**EXERCISE MATERIAL:**
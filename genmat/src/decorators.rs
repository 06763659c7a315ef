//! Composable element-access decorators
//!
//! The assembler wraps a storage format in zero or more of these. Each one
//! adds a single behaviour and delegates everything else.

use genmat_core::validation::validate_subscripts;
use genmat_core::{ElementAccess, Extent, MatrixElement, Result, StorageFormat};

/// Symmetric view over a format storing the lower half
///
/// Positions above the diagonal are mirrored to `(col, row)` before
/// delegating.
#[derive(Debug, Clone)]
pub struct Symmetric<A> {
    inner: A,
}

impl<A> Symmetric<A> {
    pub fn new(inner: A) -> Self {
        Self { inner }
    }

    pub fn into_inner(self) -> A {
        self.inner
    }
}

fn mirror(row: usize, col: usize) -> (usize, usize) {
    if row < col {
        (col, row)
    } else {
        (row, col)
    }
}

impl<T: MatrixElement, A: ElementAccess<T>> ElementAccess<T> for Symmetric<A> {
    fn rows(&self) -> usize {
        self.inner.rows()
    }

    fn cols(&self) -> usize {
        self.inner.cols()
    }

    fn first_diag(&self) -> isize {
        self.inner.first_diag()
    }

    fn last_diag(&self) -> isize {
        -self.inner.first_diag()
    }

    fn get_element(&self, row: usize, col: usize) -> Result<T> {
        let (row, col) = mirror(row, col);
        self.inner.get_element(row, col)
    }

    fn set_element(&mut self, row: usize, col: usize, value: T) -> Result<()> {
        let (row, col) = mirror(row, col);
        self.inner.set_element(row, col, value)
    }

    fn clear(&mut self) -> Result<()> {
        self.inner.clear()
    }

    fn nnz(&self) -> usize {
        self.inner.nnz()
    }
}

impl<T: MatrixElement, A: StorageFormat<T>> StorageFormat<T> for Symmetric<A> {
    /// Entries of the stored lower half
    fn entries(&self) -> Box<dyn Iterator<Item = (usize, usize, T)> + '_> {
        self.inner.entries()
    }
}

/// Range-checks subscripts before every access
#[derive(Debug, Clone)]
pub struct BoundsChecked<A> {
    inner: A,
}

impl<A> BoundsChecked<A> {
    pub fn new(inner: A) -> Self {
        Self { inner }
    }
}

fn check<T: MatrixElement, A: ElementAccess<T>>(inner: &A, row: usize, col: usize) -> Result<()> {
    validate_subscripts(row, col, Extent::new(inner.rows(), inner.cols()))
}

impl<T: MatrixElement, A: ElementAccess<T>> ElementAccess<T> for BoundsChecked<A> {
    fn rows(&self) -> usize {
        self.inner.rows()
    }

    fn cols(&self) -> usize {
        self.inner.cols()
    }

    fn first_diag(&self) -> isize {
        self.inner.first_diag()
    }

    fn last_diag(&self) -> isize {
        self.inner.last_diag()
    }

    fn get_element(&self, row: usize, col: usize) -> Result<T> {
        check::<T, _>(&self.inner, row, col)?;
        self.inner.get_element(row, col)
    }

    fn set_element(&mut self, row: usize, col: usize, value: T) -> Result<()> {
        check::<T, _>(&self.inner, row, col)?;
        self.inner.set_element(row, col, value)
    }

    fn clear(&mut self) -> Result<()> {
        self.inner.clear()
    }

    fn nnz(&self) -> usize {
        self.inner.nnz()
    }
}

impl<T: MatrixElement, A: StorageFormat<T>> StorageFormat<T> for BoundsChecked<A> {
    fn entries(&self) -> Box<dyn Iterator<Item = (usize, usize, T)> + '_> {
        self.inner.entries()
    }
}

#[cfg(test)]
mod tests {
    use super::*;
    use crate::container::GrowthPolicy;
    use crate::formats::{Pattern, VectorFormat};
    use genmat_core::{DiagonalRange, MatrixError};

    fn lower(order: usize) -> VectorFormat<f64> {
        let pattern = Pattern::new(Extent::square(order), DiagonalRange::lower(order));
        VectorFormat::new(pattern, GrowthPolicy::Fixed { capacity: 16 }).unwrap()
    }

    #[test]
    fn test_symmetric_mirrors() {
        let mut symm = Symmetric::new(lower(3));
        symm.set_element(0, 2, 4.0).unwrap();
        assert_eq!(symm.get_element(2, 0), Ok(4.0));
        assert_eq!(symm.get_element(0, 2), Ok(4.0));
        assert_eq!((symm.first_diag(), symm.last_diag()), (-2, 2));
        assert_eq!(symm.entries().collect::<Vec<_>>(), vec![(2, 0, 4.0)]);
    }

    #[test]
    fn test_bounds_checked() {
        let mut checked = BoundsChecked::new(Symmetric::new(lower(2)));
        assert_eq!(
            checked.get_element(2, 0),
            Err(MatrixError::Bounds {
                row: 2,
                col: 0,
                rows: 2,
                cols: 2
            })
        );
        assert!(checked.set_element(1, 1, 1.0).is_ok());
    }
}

**YOUR INSTRUCTIONS:** Above are some records; extract every one of them exactly.

**SOLUTION TO THIS EXERCISE:**
filename genmat/src/decorators.rs
repository 06763659c7a315ef
//! Composable element-access decorators
//!
//! The assembler wraps a storage format in zero or more of these. Each one
//! adds a single behaviour and delegates everything else.

use genmat_core::validation::validate_subscripts;
use genmat_core::{ElementAccess, Extent, MatrixElement, Result, StorageFormat};

/// Symmetric view over a format storing the lower half
///
/// Positions above the diagonal are mirrored to `(col, row)` before
/// delegating.
#[derive(Debug, Clone)]
pub struct Symmetric<A> {
    inner: A,
}

impl<A> Symmetric<A> {
    pub fn new(inner: A) -> Self {
        Self { inner }
    }

    pub fn into_inner(self) -> A {
        self.inner
    }
}

fn mirror(row: usize, col: usize) -> (usize, usize) {
    if row < col {
        (col, row)
    } else {
        (row, col)
    }
}

impl<T: MatrixElement, A: ElementAccess<T>> ElementAccess<T> for Symmetric<A> {
    fn rows(&self) -> usize {
        self.inner.rows()
    }

    fn cols(&self) -> usize {
        self.inner.cols()
    }

    fn first_diag(&self) -> isize {
        self.inner.first_diag()
    }

    fn last_diag(&self) -> isize {
        -self.inner.first_diag()
    }

    fn get_element(&self, row: usize, col: usize) -> Result<T> {
        let (row, col) = mirror(row, col);
        self.inner.get_element(row, col)
    }

    fn set_element(&mut self, row: usize, col: usize, value: T) -> Result<()> {
        let (row, col) = mirror(row, col);
        self.inner.set_element(row, col, value)
    }

    fn clear(&mut self) -> Result<()> {
        self.inner.clear()
    }

    fn nnz(&self) -> usize {
        self.inner.nnz()
    }
}

impl<T: MatrixElement, A: StorageFormat<T>> StorageFormat<T> for Symmetric<A> {
    /// Entries of the stored lower half
    fn entries(&self) -> Box<dyn Iterator<Item = (usize, usize, T)> + '_> {
        self.inner.entries()
    }
}

/// Range-checks subscripts before every access
#[derive(Debug, Clone)]
pub struct BoundsChecked<A> {
    inner: A,
}

impl<A> BoundsChecked<A> {
    pub fn new(inner: A) -> Self {
        Self { inner }
    }
}

fn check<T: MatrixElement, A: ElementAccess<T>>(inner: &A, row: usize, col: usize) -> Result<()> {
    validate_subscripts(row, col, Extent::new(inner.rows(), inner.cols()))
}

impl<T: MatrixElement, A: ElementAccess<T>> ElementAccess<T> for BoundsChecked<A> {
    fn rows(&self) -> usize {
        self.inner.rows()
    }

    fn cols(&self) -> usize {
        self.inner.cols()
    }

    fn first_diag(&self) -> isize {
        self.inner.first_diag()
    }

    fn last_diag(&self) -> isize {
        self.inner.last_diag()
    }

    fn get_element(&self, row: usize, col: usize) -> Result<T> {
        check::<T, _>(&self.inner, row, col)?;
        self.inner.get_element(row, col)
    }

    fn set_element(&mut self, row: usize, col: usize, value: T) -> Result<()> {
        check::<T, _>(&self.inner, row, col)?;
        self.inner.set_element(row, col, value)
    }

    fn clear(&mut self) -> Result<()> {
        self.inner.clear()
    }

    fn nnz(&self) -> usize {
        self.inner.nnz()
    }
}

impl<T: MatrixElement, A: StorageFormat<T>> StorageFormat<T> for BoundsChecked<A> {
    fn entries(&self) -> Box<dyn Iterator<Item = (usize, usize, T)> + '_> {
        self.inner.entries()
    }
}

#[cfg(test)]
mod tests {
    use super::*;
    use crate::container::GrowthPolicy;
    use crate::formats::{Pattern, VectorFormat};
    use genmat_core::{DiagonalRange, MatrixError};

    fn lower(order: usize) -> VectorFormat<f64> {
        let pattern = Pattern::new(Extent::square(order), DiagonalRange::lower(order));
        VectorFormat::new(pattern, GrowthPolicy::Fixed { capacity: 16 }).unwrap()
    }

    #[test]
    fn test_symmetric_mirrors() {
        let mut symm = Symmetric::new(lower(3));
        symm.set_element(0, 2, 4.0).unwrap();
        assert_eq!(symm.get_element(2, 0), Ok(4.0));
        assert_eq!(symm.get_element(0, 2), Ok(4.0));
        assert_eq!((symm.first_diag(), symm.last_diag()), (-2, 2));
        assert_eq!(symm.entries().collect::<Vec<_>>(), vec![(2, 0, 4.0)]);
    }

    #[test]
    fn test_bounds_checked() {
        let mut checked = BoundsChecked::new(Symmetric::new(lower(2)));
        assert_eq!(
            checked.get_element(2, 0),
            Err(MatrixError::Bounds {
                row: 2,
                col: 0,
                rows: 2,
                cols: 2
            })
        );
        assert!(checked.set_element(1, 1, 1.0).is_ok());
    }
}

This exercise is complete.